The latter issue remains, and has intensified in recent weeks, which could lead to a further run of undisclosed customers or impact the level of announcements from Chinese operators.
That is one of a number of factors going into the show. New commitments for Max aircraft have unsurprisingly paused – Boeing logged no new orders for any commercial aircraft in April. Its order activity seems more likely to focus on widebodies, including the possible firming of Air New Zealand's recent commitment to the 787-10.
But Airbus too has been unusually quiet so far this year. An order for just a single A320neo in May barely made any difference to the negative net order figure of 57 aircraft recorded by the company over the first five months of the year.
The airframer has taken orders for 43 long-haul and 25 single-aisle aircraft since the start of 2019, and suffered heavy cancellations including more than 70 A350s and A380s.
But the imbalance could be rectified, to an extent, during the upcoming Paris air show, an event which Airbus has typically used to unveil significant order agreements. The airframer will be keen to generate publicity on its home turf, particularly given it is marking its 50th anniversary. The Paris event will also be the first since Airbus appointed new individuals to several senior management roles.
Announcements could include the firming of Emirates' 70-strong commitment for a combination of A330neo and A350 aircraft – which it outlined in February while curtailing its A380 orders – though a formal signing might be saved for the operator's home air show in Dubai this November.

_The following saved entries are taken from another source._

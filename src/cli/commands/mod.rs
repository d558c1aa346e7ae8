//! CLI command implementations.

mod chat;
mod config;
mod discover;
mod doctor;
pub mod serve;

pub use chat::run_chat;
pub use config::run_config;
pub use discover::run_discover;
pub use doctor::run_doctor;
pub use serve::run_serve;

Other airlines with live aircraft contests going into Paris include Vietnam Airlines, which is set to choose between A350-1000s and 777-8/9s for the launch of direct flights to the USA. Such operations are now possible after Vietnam secured FAA category 1 safety status in February this year.
US low-cost carrier Spirit Airlines meanwhile expects to finalise its selection between the A220, A320neo and 737 Max for an order that could top 100 units with deliveries from 2022, and has not ruled out a Paris announcement.
Having sold its CSeries programme to Airbus last year and completed the sale of its Dash 8 turboprop line to Longview Aviation Capital at the start of the month, Bombardier is set to complete divestment of its commercial aircraft programmes by announcing a deal for Mitsubishi to acquire its CRJ regional jet programme during the show.
The Japanese company confirms it is in negotiations for the 50-100 seat regional jet programme, but says that no decision has been made and declines to comment on the content of discussions. A sale would leave the Canadian manufacturer free to focus on its business-aircraft activities.
It is set to be a busy event for the Japanese firm. On the eve of the show, Mitsubishi Aircraft overhauled the MRJ programme, rebranding under the name SpaceJet, cancelling MRJ70 development and starting work on a new 76-seat variant called the SpaceJet M100.
The company will display a mock-up of the M100's cabin in Paris and intends "later this year" to formally launch development of the new regional jet, which it has tailored to the requirements of US regional airlines, it says.
There is also likely to be interest in the Sukhoi Superjet programme. This in part is because of the imminent publication of Russian investigators' preliminary analysis of the Aeroflot Sukhoi Superjet 100 that was destroyed in a fatal fire at Moscow Sheremetyevo airport on 5 May. But this also marks the first major air show since United Aircraft in April approved the merger of several organisations, including Sukhoi Civil Aircraft, with Irkut.